§ **Brief**:
Answer with a bare number: the count of lines in the data below that contain the word "AppResult".

Data extract Block Start

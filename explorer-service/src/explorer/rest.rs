//! Generic REST driver: one GET, one endpoint description.

use std::sync::Arc;
use std::time::Duration;

use async_trait::async_trait;
use serde_json::Value;

use common::errors::{AppError, AppResult};
use common::models::{
    BackendKind, Credentials, EndpointDescription, FieldDescription, ResponseShape,
    SchemaDescription, SchemaPayload,
};

use super::{Exploration, SchemaExplorer};
use crate::clients::HttpFetcher;

const KIND: BackendKind = BackendKind::GenericRest;

pub struct RestExplorer {
    http: Arc<dyn HttpFetcher>,
    timeout: Duration,
}

impl RestExplorer {
    pub fn new(http: Arc<dyn HttpFetcher>, timeout: Duration) -> Self {
        Self { http, timeout }
    }
}

/// Infers the endpoint shape from a decoded body.
///
/// Arrays use their first element; an empty array or non-object elements
/// give no fields. Scalars give no fields.
pub fn describe_endpoint(url: &str, body: &Value) -> EndpointDescription {
    let (response_type, sample) = match body {
        Value::Array(items) => (ResponseShape::Array, items.first()),
        Value::Object(_) => (ResponseShape::Object, Some(body)),
        _ => (ResponseShape::Primitive, None),
    };
    let fields: Vec<FieldDescription> = sample
        .and_then(Value::as_object)
        .map(|object| {
            object
                .iter()
                .map(|(name, value)| FieldDescription::infer(name.as_str(), value))
                .collect()
        })
        .unwrap_or_default();

    EndpointDescription {
        path: url.to_string(),
        method: "GET".to_string(),
        response_type,
        fields,
    }
}

#[async_trait]
impl SchemaExplorer for RestExplorer {
    fn kind(&self) -> BackendKind {
        KIND
    }

    async fn explore(
        &self,
        connection_string: &str,
        _credentials: &Credentials,
    ) -> AppResult<Exploration> {
        let response = self
            .http
            .get(connection_string, &[], self.timeout)
            .await
            .map_err(|e| AppError::connection(KIND, e))?;
        if !response.is_success() {
            return Err(AppError::connection(
                KIND,
                format!("Request failed with status code {}", response.status),
            ));
        }

        let endpoint = describe_endpoint(connection_string, &response.body);
        tracing::info!(
            kind = %KIND,
            url = %connection_string,
            fields = endpoint.fields.len(),
            "exploration finished"
        );
        let description = SchemaDescription::new(
            KIND,
            SchemaPayload::Endpoints {
                endpoints: vec![endpoint],
            },
        );
        Ok(Exploration::new(description, Vec::new()))
    }
}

Data extract Block End

§ **Reply to the task**:
2